What is required
From the records below, count the lines containing the word "InvalidUnitSystem" and give only that number.

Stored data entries
--- START ---
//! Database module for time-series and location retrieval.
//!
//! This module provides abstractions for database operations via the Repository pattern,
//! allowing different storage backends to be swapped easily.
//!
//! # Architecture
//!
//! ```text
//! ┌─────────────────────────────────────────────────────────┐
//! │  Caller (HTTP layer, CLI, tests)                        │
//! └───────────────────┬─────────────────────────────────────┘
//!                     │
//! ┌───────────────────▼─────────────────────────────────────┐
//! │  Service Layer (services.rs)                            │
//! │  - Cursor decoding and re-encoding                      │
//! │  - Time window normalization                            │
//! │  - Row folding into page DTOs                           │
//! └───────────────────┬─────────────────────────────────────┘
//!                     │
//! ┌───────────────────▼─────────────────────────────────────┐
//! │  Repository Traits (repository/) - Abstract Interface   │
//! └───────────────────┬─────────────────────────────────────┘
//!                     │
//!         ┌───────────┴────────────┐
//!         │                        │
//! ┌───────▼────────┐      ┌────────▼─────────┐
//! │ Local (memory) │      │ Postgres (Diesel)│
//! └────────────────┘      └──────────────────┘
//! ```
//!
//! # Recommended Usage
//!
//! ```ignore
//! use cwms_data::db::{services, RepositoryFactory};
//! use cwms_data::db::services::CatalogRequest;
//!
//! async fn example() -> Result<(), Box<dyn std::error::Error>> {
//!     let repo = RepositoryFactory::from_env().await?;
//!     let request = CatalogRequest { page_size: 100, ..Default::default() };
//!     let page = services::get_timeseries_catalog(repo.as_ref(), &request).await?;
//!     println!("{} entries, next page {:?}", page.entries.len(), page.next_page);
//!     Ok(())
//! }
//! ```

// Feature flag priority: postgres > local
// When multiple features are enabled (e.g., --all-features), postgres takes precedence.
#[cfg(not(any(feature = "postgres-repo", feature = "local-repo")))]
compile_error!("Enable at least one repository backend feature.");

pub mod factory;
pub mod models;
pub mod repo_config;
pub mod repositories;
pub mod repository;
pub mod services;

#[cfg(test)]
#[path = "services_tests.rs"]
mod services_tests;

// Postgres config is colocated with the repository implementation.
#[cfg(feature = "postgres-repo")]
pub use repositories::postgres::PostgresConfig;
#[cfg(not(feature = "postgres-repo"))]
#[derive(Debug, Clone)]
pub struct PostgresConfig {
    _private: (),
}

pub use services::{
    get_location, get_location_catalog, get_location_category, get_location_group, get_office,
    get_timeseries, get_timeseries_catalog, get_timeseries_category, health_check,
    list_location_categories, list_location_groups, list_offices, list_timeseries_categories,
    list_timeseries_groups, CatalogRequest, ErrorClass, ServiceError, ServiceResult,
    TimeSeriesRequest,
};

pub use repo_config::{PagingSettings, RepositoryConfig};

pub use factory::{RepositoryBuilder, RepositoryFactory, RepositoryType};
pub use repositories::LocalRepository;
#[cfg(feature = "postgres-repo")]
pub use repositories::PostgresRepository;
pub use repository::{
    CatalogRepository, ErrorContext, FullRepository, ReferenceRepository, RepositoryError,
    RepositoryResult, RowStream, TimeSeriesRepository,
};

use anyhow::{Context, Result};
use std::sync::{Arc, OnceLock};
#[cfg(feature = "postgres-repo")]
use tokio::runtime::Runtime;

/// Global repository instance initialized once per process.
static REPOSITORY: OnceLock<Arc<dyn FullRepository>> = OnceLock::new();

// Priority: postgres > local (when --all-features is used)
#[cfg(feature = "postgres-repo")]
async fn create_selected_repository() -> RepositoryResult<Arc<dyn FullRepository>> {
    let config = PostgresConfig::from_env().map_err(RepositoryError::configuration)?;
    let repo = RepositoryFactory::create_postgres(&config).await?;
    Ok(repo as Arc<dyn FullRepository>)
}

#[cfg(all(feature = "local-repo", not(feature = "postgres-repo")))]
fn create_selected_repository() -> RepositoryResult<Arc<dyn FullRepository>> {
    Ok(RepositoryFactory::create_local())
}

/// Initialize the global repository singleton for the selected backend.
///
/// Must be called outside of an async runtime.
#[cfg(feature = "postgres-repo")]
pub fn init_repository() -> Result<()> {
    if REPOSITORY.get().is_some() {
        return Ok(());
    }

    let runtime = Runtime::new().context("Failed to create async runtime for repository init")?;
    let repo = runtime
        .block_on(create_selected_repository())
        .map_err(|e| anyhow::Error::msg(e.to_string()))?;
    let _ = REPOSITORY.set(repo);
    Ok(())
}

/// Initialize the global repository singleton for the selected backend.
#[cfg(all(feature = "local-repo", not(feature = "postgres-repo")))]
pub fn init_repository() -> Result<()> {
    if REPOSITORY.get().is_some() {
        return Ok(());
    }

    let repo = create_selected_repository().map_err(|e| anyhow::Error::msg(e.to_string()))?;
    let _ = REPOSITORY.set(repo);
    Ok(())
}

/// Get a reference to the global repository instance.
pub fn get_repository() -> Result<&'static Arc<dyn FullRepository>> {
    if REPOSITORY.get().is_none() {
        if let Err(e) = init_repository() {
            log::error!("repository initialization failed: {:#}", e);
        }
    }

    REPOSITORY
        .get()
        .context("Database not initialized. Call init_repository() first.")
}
--- END ---
--- START ---
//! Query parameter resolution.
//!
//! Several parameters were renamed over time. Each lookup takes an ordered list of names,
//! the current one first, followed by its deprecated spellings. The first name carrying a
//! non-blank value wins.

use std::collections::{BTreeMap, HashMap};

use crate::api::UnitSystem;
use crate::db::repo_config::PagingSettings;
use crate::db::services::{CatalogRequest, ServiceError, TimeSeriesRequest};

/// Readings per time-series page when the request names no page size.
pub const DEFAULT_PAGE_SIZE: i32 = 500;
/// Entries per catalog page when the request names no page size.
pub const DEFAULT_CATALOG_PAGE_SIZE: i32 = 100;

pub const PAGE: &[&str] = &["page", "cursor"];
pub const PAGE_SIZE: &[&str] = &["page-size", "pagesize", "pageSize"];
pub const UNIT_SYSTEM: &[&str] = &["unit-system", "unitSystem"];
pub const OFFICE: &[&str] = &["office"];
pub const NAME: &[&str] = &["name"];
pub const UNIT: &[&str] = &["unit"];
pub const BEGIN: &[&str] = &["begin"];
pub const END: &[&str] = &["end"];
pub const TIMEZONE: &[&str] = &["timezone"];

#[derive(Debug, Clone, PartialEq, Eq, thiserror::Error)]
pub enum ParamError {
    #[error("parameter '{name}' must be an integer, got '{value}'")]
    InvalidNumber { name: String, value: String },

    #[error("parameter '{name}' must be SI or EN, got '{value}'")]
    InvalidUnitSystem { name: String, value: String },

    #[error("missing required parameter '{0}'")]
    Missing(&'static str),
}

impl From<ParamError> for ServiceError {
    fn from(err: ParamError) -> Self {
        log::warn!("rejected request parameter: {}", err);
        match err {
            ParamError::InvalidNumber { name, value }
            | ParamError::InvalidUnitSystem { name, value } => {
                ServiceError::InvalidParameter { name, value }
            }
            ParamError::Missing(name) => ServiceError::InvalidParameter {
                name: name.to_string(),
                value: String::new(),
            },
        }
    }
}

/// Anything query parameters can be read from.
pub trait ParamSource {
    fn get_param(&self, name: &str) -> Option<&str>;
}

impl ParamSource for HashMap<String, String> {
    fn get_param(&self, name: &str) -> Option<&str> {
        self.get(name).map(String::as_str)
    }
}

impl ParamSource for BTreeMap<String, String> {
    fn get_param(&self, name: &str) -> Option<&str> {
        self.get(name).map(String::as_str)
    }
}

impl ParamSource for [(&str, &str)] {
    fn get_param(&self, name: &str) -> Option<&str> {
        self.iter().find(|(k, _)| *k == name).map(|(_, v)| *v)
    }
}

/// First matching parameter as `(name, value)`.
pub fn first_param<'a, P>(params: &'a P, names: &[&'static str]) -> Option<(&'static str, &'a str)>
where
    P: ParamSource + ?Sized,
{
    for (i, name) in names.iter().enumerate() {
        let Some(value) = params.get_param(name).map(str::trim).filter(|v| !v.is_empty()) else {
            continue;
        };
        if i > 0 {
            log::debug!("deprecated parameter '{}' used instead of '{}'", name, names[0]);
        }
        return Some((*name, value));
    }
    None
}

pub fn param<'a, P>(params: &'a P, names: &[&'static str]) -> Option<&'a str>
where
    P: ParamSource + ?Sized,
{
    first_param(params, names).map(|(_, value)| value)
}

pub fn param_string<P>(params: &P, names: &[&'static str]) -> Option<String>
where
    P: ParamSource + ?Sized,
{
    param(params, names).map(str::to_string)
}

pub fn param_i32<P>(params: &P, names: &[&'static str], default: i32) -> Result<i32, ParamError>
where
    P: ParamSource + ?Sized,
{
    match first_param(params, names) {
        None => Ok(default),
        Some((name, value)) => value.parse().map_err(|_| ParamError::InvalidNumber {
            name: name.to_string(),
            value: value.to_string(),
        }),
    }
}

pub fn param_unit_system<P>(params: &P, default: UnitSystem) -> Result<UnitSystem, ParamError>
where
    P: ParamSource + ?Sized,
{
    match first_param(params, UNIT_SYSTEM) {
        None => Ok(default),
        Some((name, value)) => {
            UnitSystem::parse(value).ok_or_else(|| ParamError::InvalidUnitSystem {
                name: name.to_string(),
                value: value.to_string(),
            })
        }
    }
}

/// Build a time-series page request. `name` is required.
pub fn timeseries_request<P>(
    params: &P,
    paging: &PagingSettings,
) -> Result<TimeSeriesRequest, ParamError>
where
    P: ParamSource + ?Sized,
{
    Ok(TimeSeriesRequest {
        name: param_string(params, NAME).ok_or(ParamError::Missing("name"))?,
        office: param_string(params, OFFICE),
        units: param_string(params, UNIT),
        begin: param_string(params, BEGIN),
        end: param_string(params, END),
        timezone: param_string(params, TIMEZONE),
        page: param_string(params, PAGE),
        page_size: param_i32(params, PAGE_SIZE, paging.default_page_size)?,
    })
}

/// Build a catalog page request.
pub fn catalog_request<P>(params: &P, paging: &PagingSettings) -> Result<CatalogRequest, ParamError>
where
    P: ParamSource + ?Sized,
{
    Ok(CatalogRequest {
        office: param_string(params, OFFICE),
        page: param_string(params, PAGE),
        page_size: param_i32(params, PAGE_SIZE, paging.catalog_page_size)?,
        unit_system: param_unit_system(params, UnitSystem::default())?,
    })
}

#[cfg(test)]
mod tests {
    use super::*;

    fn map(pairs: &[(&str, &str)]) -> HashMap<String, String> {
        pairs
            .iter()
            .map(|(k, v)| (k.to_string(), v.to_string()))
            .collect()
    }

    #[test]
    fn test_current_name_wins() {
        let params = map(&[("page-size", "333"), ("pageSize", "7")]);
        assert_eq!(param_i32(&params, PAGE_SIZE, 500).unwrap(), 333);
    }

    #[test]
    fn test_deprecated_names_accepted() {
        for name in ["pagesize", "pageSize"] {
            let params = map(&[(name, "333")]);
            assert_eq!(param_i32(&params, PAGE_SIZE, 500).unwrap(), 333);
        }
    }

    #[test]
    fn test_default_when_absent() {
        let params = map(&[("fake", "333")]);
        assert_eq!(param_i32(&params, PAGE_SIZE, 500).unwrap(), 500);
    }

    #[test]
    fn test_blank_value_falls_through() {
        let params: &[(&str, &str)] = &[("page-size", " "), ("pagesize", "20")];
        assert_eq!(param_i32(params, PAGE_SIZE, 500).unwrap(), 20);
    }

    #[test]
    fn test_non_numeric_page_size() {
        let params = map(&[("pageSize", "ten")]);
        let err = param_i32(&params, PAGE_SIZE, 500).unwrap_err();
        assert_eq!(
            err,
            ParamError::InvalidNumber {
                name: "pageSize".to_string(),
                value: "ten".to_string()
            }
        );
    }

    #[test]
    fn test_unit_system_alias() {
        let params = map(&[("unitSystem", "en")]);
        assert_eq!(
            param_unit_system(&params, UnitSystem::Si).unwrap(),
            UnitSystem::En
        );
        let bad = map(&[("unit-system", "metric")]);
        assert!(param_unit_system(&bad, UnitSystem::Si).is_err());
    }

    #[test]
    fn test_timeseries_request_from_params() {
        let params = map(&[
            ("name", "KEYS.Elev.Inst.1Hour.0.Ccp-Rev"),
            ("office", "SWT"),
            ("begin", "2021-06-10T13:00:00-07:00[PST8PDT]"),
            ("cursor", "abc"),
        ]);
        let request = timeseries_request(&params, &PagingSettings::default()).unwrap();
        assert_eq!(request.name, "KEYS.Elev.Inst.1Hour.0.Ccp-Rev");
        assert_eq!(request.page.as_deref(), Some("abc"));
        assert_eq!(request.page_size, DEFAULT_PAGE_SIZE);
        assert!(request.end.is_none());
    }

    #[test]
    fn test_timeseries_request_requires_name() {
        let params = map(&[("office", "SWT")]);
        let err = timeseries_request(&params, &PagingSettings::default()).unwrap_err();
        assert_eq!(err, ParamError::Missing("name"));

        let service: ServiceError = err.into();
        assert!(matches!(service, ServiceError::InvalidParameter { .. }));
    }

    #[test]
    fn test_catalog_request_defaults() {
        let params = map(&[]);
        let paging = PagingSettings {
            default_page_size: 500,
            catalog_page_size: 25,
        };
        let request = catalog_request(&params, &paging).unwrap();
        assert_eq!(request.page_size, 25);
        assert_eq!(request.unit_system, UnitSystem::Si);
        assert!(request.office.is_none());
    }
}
--- END ---
Task solution
3